La pseudo-réalité d’un monde parfait, où tout est propre et aseptisé, est réservée à peine 10 % de la population mondiale. Pour les 90 % restant, la vie est faite de privations, de souffrances et d’humiliations permanentes. C’est cette réalité que Jean et Jasinski ont choisi de vous montrer, non pas par bonté d’âme mais parce qu’ils sont profondément intéressés. Ils souhaitent que cette souffrance, cette maladie et ce mal disparaissent. Ils sont persuadés que nous guérirons ensemble. Tant qu’un seul habitant de cette planète Terre sera dans la détresse, nous serons malades ! Il est impossible de guérir tout seul, dans son coin. Chacun a le droit à la paix, à la subsistance et à la reconnaissance de son talent. Ce qu’ils croient être une vérité, leur vérité, ils l’expriment par le dessin et la gravure, en prenant appui sur les événements qui jalonnent l’actualité, en essayant de percer le mystère de ce triple enfermement : espace-temps-mal.
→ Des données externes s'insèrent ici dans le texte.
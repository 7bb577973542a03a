use std::fs::{File, OpenOptions};
use std::io::{Read, Seek, SeekFrom, Write};
use std::path::{Path, PathBuf};
use std::sync::atomic::{AtomicI64, Ordering};
use std::sync::Mutex;

use header_types::Header;

use crate::error::{CoreError, CoreResult};

/// Append-indexed flat-file store of 80-byte headers.
///
/// Record at offset `height * 80` is the header at that height; the
/// file's length *is* the chain height (`tip_height = len/80 - 1`).
/// Single-writer: callers are expected to funnel all writes through
/// one ingestion worker. The file handle is held open for the store's
/// lifetime rather than reopened per call, the way the teacher's own
/// long-lived client handles favor.
pub struct HeaderStore {
    path: PathBuf,
    file: Mutex<File>,
    tip_height: AtomicI64,
}

impl HeaderStore {
    /// Opens (creating if absent) the flat file at `path` and primes
    /// the cached tip height from its current length.
    pub fn open(path: impl AsRef<Path>) -> CoreResult<Self> {
        let path = path.as_ref().to_path_buf();
        let file = OpenOptions::new()
            .read(true)
            .write(true)
            .create(true)
            .open(&path)?;

        let tip_height = tip_from_len(file.metadata()?.len());
        Ok(HeaderStore {
            path,
            file: Mutex::new(file),
            tip_height: AtomicI64::new(tip_height),
        })
    }

    #[must_use]
    pub fn path(&self) -> &Path {
        &self.path
    }

    /// Highest stored height, or `-1` if the store is empty.
    pub fn tip_height(&self) -> i64 {
        self.tip_height.load(Ordering::Acquire)
    }

    /// Reads the header at `height`, or `None` if the store is shorter
    /// than that (including a torn trailing record after a crash).
    pub fn read(&self, height: u64) -> CoreResult<Option<Header>> {
        let offset = height
            .checked_mul(Header::SIZE as u64)
            .ok_or_else(|| CoreError::ChainInvalid("height overflow".to_string()))?;

        let mut file = self.file.lock().unwrap();
        file.seek(SeekFrom::Start(offset))?;

        let mut buf = [0u8; Header::SIZE];
        let mut read_total = 0usize;
        loop {
            match file.read(&mut buf[read_total..])? {
                0 => break,
                n => read_total += n,
            }
        }
        if read_total != Header::SIZE {
            return Ok(None);
        }

        let mut header = Header::deserialize(&buf)?;
        header.block_height = height;
        Ok(Some(header))
    }

    /// Overwrites (or appends) a single header at `height`. Writes at
    /// `height <= tip_height()` are the reorg-repair path; writes past
    /// the current tip are the common monotonic-append case.
    pub fn write_header(&self, height: u64, header: &Header) -> CoreResult<()> {
        let offset = height * Header::SIZE as u64;
        let bytes = header.serialize();

        let mut file = self.file.lock().unwrap();
        file.seek(SeekFrom::Start(offset))?;
        file.write_all(&bytes)?;
        file.flush()?;
        self.refresh_tip(&file)?;
        Ok(())
    }

    /// Writes a whole 2016-header epoch in one positioned write.
    ///
    /// # Panics
    /// If `bytes.len()` is not a multiple of [`Header::SIZE`].
    pub fn write_chunk(&self, epoch_index: u64, bytes: &[u8]) -> CoreResult<()> {
        assert_eq!(
            bytes.len() % Header::SIZE,
            0,
            "chunk length must be a multiple of {}",
            Header::SIZE
        );
        let offset = epoch_index * 2016 * Header::SIZE as u64;

        let mut file = self.file.lock().unwrap();
        file.seek(SeekFrom::Start(offset))?;
        file.write_all(bytes)?;
        file.flush()?;
        self.refresh_tip(&file)?;
        Ok(())
    }

    fn refresh_tip(&self, file: &File) -> CoreResult<()> {
        let len = file.metadata()?.len();
        self.tip_height.store(tip_from_len(len), Ordering::Release);
        Ok(())
    }
}

fn tip_from_len(len: u64) -> i64 {
    (len / Header::SIZE as u64) as i64 - 1
}

#[cfg(test)]
mod tests {
    use super::*;
    use header_types::H256;

    fn sample(height: u64, prev: H256) -> Header {
        Header {
            version: 1,
            prev_block_hash: prev,
            merkle_root: H256([0u8; 32]),
            timestamp: 1_600_000_000 + height as u32,
            bits: 0x1e0f_ffff,
            nonce: 0,
            block_height: height,
        }
    }

    #[test]
    fn empty_store_has_no_tip() {
        let dir = tempfile::tempdir().unwrap();
        let store = HeaderStore::open(dir.path().join("headers")).unwrap();
        assert_eq!(store.tip_height(), -1);
        assert!(store.read(0).unwrap().is_none());
    }

    #[test]
    fn write_then_read_roundtrips_and_advances_tip() {
        let dir = tempfile::tempdir().unwrap();
        let store = HeaderStore::open(dir.path().join("headers")).unwrap();
        let h0 = sample(0, H256::ZERO);
        store.write_header(0, &h0).unwrap();

        assert_eq!(store.tip_height(), 0);
        let read_back = store.read(0).unwrap().unwrap();
        assert_eq!(read_back.hash(), h0.hash());
        assert_eq!(read_back.block_height, 0);
    }

    #[test]
    fn reorg_overwrite_at_or_below_tip_is_allowed() {
        let dir = tempfile::tempdir().unwrap();
        let store = HeaderStore::open(dir.path().join("headers")).unwrap();
        let h0 = sample(0, H256::ZERO);
        let h1 = sample(1, h0.hash());
        store.write_header(0, &h0).unwrap();
        store.write_header(1, &h1).unwrap();
        assert_eq!(store.tip_height(), 1);

        let h1_alt = sample(1, h0.hash());
        store.write_header(1, &h1_alt).unwrap();
        assert_eq!(store.tip_height(), 1);
        assert_eq!(store.read(1).unwrap().unwrap().hash(), h1_alt.hash());
    }

    #[test]
    fn write_chunk_places_headers_at_the_right_offset() {
        let dir = tempfile::tempdir().unwrap();
        let store = HeaderStore::open(dir.path().join("headers")).unwrap();
        let headers: Vec<Header> = (0..5).map(|h| sample(h, H256::ZERO)).collect();
        let mut bytes = Vec::new();
        for h in &headers {
            bytes.extend_from_slice(&h.serialize());
        }
        store.write_chunk(0, &bytes).unwrap();

        assert_eq!(store.tip_height(), 4);
        for (i, h) in headers.iter().enumerate() {
            let read_back = store.read(i as u64).unwrap().unwrap();
            assert_eq!(read_back.hash(), h.hash());
        }
    }
}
S’il est vrai que nous resterons localisés dans un espace, limités dans le temps et toujours tributaires de la maladie et de la mort, dans ce cas, il faut vite partir à la plage, même en marchant sur des cadavres. Mais, si la vie est autre chose, si elle est aussi la possibilité de se libérer de ses contraintes pour vivre toujours, aller partout et sans souffrances, alors, ils le font savoir. C’est bien leur mission personnelle et c’est aussi le rôle de la presse, où ils sont partie prenante, au quotidien. Jean et Jasinski se considèrent comme des coursiers de l’information.
Pour nos deux compères, le dessin est le premier média.
Les paléontologues estiment que les premiers dessins, retrouvés dans la grotte Cosquer, dans les calanques de Marseille au cap Morgiou, dateraient de 28 000 ans avant notre ère (les dessins de Lascaux dateraient de - 15 000 avant J.-C., ceux d’Altimara de - 12 000). L’écriture serait apparue 22 000 ans plus tard avec les premiers idéogrammes chinois composant l’une des trois écritures idéographiques de l’histoire de l’humanité avec l’écriture sumérienne et l’écriture égyptienne. C’est dire si le dessin est un moyen de communiquer totalement intégré au fonctionnement de l’esprit des êtres humains. C’est normal puisqu’en une fraction de seconde, on peut en échanger autant, si ce n’est plus, qu’avec des milliers de mots. Des idées inexprimables par d’autres moyens de communication deviennent souvent limpides par quelques traits habilement tracés. Le dessin a aussi l’avantage de condenser à l’extrême des concepts difficilement compréhensibles à l’écrit et même oralement. Mais son principal intérêt est d’exprimer l’inexprimable. C’est un révélateur des secrets de la vie. Il permet de proposer des réponses à nos questions existentielles en évitant les difficultés de la langue, quelles qu’elles soient. De plus, il est hors de l’espace et du temps. Par le dessin, on communique à la vitesse de la lumière. On peut comprendre, trouver, découvrir, en une fraction de seconde, et surtout obtenir des éclaircissements, des réponses à des questions non résolues, souvent depuis longtemps.
Le dessin peut être le meilleur remède contre l’obscurantisme, l’intolérance et l’exclusion. Il procure la force de résister à la tentation de la haine, le courage du geste fraternel et le pouvoir d’aimer.
Au fait, les dessins de Jasinski, pourquoi sont-ils si différents ?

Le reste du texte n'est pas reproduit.